CROSS-REFERENCE TO RELATED APPLICATIONS
- STATEMENT REGARDING FEDERALLY SPONSORED RESEARCH OR DEVELOPMENT
- BACKGROUND OF THE INVENTION
1. Field of the Invention
The present invention generally relates to file system maintenance in a computer system. More particularly, the present invention relates to file maintenance that is performed automatically. Still more particularly, the invention relates to performing file defragmentation and file and disk balancing operations in the background while other applications are running.

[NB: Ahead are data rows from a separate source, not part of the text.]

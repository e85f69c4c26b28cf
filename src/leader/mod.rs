//! Leader coordination.
//!
//! Identity tokens arrive asynchronously from the network. Each one is fed
//! to [`LeaderCoordinator::on_identity`], which decides whether the buzzer
//! pulses:
//!
//! ```text
//!            ┌──────┐   T            ┌────────────────┐
//!            │ Idle │ ─────────────▶ │ Following(T)   │ ──┐ T' != T
//!            └──────┘                └────────────────┘ ◀─┘ (pulse once)
//!
//!   is_leader (T == own id, or the "leader" keyword) ─▶ pulse on every message
//! ```
//!
//! The flag path takes precedence: while this node is the leader every
//! message pulses, whatever identity it carries.

pub mod election;

use core::str;

use heapless::String;

use crate::config::bounded;

pub use election::ActivityTally;

/// Longest identity token, in bytes.
pub const MAX_IDENTITY_LEN: usize = 40;

/// Keyword that designates the receiving node as leader.
pub const LEADER_KEYWORD: &str = "leader";

pub type LeaderIdentity = String<MAX_IDENTITY_LEN>;

/// Decode a datagram payload into an identity token.
///
/// Invalid UTF-8 ends the token, surrounding whitespace and NUL padding are
/// dropped, and anything past 40 bytes is cut on a char boundary. Returns
/// `None` when nothing is left.
pub fn parse_identity(payload: &[u8]) -> Option<LeaderIdentity> {
    let text = match str::from_utf8(payload) {
        Ok(s) => s,
        // `valid_up_to` always marks a char boundary.
        Err(e) => str::from_utf8(&payload[..e.valid_up_to()]).ok()?,
    };
    let trimmed = text.trim_matches(is_padding);
    if trimmed.is_empty() {
        return None;
    }
    // Cutting at 40 bytes can expose interior padding at the new end.
    let cut: LeaderIdentity = bounded(trimmed);
    Some(bounded(cut.trim_end_matches(is_padding)))
}

fn is_padding(c: char) -> bool {
    c.is_whitespace() || c == '\0'
}

/// Why the buzzer pulses.
#[derive(Debug, Clone, Copy, PartialEq, Eq)]
pub enum PulseReason {
    /// This node is the leader; pulse on every message.
    Designated,
    /// A different node became leader.
    LeaderChanged,
}

/// What the actuator should do in response to one identity message.
#[derive(Debug, Clone, Copy, PartialEq, Eq)]
pub enum LeaderAction {
    Pulse(PulseReason),
    Silence,
}

/// Outcome of [`LeaderCoordinator::on_identity`].
#[derive(Debug, Clone, Copy, PartialEq, Eq)]
pub struct LeaderUpdate {
    pub action: LeaderAction,
    /// The tracked leader identity moved to a new value.
    pub leader_changed: bool,
    /// `is_leader` flipped.
    pub designation_changed: bool,
}

impl LeaderUpdate {
    pub fn pulses(&self) -> bool {
        matches!(self.action, LeaderAction::Pulse(_))
    }
}

#[derive(Debug, Clone, Copy, PartialEq, Eq)]
pub enum LeaderPhase<'a> {
    Idle,
    Following(&'a str),
}

#[derive(Debug, Clone)]
pub struct LeaderCoordinator {
    own_id: LeaderIdentity,
    current: Option<LeaderIdentity>,
    previous: Option<LeaderIdentity>,
    is_leader: bool,
}

impl LeaderCoordinator {
    pub fn new(own_id: &str) -> Self {
        Self {
            own_id: bounded(own_id),
            current: None,
            previous: None,
            is_leader: false,
        }
    }

    pub fn own_id(&self) -> &str {
        &self.own_id
    }

    pub fn current(&self) -> Option<&str> {
        self.current.as_deref()
    }

    pub fn previous(&self) -> Option<&str> {
        self.previous.as_deref()
    }

    pub fn is_leader(&self) -> bool {
        self.is_leader
    }

    pub fn phase(&self) -> LeaderPhase<'_> {
        match &self.current {
            None => LeaderPhase::Idle,
            Some(id) => LeaderPhase::Following(id.as_str()),
        }
    }

    /// Set the leader flag directly. The next identity message pulses on it,
    /// then recomputes it from that message's token.
    pub fn set_designated(&mut self, is_leader: bool) {
        self.is_leader = is_leader;
    }

    /// Apply one inbound identity token.
    ///
    /// A node flagged on entry pulses regardless of the token. A token that
    /// designates this node (own id or the keyword) pulses as well.
    pub fn on_identity(&mut self, token: &str) -> LeaderUpdate {
        let was_leader = self.is_leader;
        let keyword = token == LEADER_KEYWORD;
        self.is_leader = keyword || token == self.own_id.as_str();

        let leader_changed = !keyword && self.current.as_deref() != Some(token);
        if leader_changed {
            self.previous = self.current.replace(bounded(token));
        }

        let action = if was_leader || self.is_leader {
            LeaderAction::Pulse(PulseReason::Designated)
        } else if leader_changed {
            LeaderAction::Pulse(PulseReason::LeaderChanged)
        } else {
            LeaderAction::Silence
        };

        LeaderUpdate {
            action,
            leader_changed,
            designation_changed: was_leader != self.is_leader,
        }
    }
}
//! Unified error types for the collar firmware.
//!
//! One `Error` enum that every subsystem converts into. All variants are
//! `Copy` so worker loops can log and keep going without allocating.

use core::fmt;

// ---------------------------------------------------------------------------
// Top-level firmware error
// ---------------------------------------------------------------------------

/// Every fallible operation in the firmware funnels into this type.
#[derive(Debug, Clone, Copy, PartialEq, Eq)]
pub enum Error {
    /// The accelerometer could not be read or identified.
    Sensor(SensorError),
    /// A frame could not be written to the display backpack.
    Display(DisplayError),
    /// A datagram could not be sent or received.
    Comms(CommsError),
    /// Peripheral initialisation failed.
    Init(&'static str),
    /// Configuration is invalid or could not be parsed.
    Config(&'static str),
}

impl fmt::Display for Error {
    fn fmt(&self, f: &mut fmt::Formatter<'_>) -> fmt::Result {
        match self {
            Self::Sensor(e) => write!(f, "sensor: {e}"),
            Self::Display(e) => write!(f, "display: {e}"),
            Self::Comms(e) => write!(f, "comms: {e}"),
            Self::Init(msg) => write!(f, "init: {msg}"),
            Self::Config(msg) => write!(f, "config: {msg}"),
        }
    }
}

impl std::error::Error for Error {}

// ---------------------------------------------------------------------------
// Sensor errors
// ---------------------------------------------------------------------------

#[derive(Debug, Clone, Copy, PartialEq, Eq)]
pub enum SensorError {
    /// I2C transaction with the accelerometer failed.
    BusFault,
    /// DEVID register did not hold the expected value.
    WrongDevice(u8),
}

impl fmt::Display for SensorError {
    fn fmt(&self, f: &mut fmt::Formatter<'_>) -> fmt::Result {
        match self {
            Self::BusFault => write!(f, "I2C bus fault"),
            Self::WrongDevice(id) => write!(f, "unexpected device id 0x{id:02X}"),
        }
    }
}

impl From<SensorError> for Error {
    fn from(e: SensorError) -> Self {
        Self::Sensor(e)
    }
}

// ---------------------------------------------------------------------------
// Display errors
// ---------------------------------------------------------------------------

#[derive(Debug, Clone, Copy, PartialEq, Eq)]
pub enum DisplayError {
    /// I2C write to the backpack failed.
    BusFault,
}

impl fmt::Display for DisplayError {
    fn fmt(&self, f: &mut fmt::Formatter<'_>) -> fmt::Result {
        match self {
            Self::BusFault => write!(f, "I2C bus fault"),
        }
    }
}

impl From<DisplayError> for Error {
    fn from(e: DisplayError) -> Self {
        Self::Display(e)
    }
}

// ---------------------------------------------------------------------------
// Communication errors
// ---------------------------------------------------------------------------

#[derive(Debug, Clone, Copy, PartialEq, Eq)]
pub enum CommsError {
    /// Socket could not be bound.
    BindFailed,
    /// Destination address could not be resolved.
    BadAddress,
    /// `send_to` failed.
    SendFailed,
    /// `recv_from` failed with something other than a timeout.
    ReceiveFailed,
    /// WiFi association failed after all retries.
    WifiFailed,
}

impl fmt::Display for CommsError {
    fn fmt(&self, f: &mut fmt::Formatter<'_>) -> fmt::Result {
        match self {
            Self::BindFailed => write!(f, "socket bind failed"),
            Self::BadAddress => write!(f, "bad destination address"),
            Self::SendFailed => write!(f, "datagram send failed"),
            Self::ReceiveFailed => write!(f, "datagram receive failed"),
            Self::WifiFailed => write!(f, "WiFi association failed"),
        }
    }
}

impl From<CommsError> for Error {
    fn from(e: CommsError) -> Self {
        Self::Comms(e)
    }
}

/// Convenience alias used throughout the firmware.
pub type Result<T> = core::result::Result<T, Error>;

2. Background of the Invention
As is well known, a computer system includes one or more microprocessors, bridge devices, memory, mass storage (e.g., a hard disk drive), and other hardware components interconnected via a series of busses. In general, the overall operating speed of the computer is a function of the speed of its various components. Today, microprocessors operate much faster than disk drives. Thus, often a limiting factor for a computer's overall speed is the input/output (“I/O”) cycle speed of the mass storage system. The speed of I/O cycles can be increased either by designing faster mass storage or by interacting with the mass storage in a more efficient manner. The present invention results from the latter approach (more efficient disk drive interaction).
As files (e.g., spreadsheets, text files, etc.) are stored on and deleted from a storage device, it is common for there to be numerous blocks of “free space” (i.e., unused storage locations) interspersed between used space. Further, the computer's file subsystem may store a file on a storage device by breaking apart the single file into multiple smaller units and storing those smaller units in the various free spaces of the drive. This process is called “fragmentation.” It takes more time to access a file that has been split apart in this fashion than if the file were kept together in a single contiguous area on the storage device. For this reason, many computers include an application maintenance tool that can be run by the user to “defragment” one or more files. Defragmentation refers to the process of moving the various non-contiguous units of a file into a single contiguous space on the storage device. File defragmentation generally increases the performance of the file subsystem because fewer I/O cycles are needed to access the file.
Another way to improve the performance of a file subsystem is to evenly distribute file I/O over mass storage devices. For example, certain files may generate more I/O cycles than other files. In a computer system having multiple storage devices, the files without more I/O cycles (referred to as “hot files”) can be stored on different storage devices which generally can be accessed simultaneously by the file subsystem. Accordingly, rather than slowing down one storage device with all the file I/O, the hottest files can be more quickly accessed by placing them on different, but concurrently accessible disks. To this end, an application tool can be run on a computer to determine which files are the hottest files and to move the files to various disks as is deemed appropriate.
Further still, an application tool can be run to move files between the various disks in an attempt to make the amount of free space roughly the same on each of the disks. Balancing the amount of free space across the disks also helps to reduce the amount of I/Os and to increase the performance of the file subsystem.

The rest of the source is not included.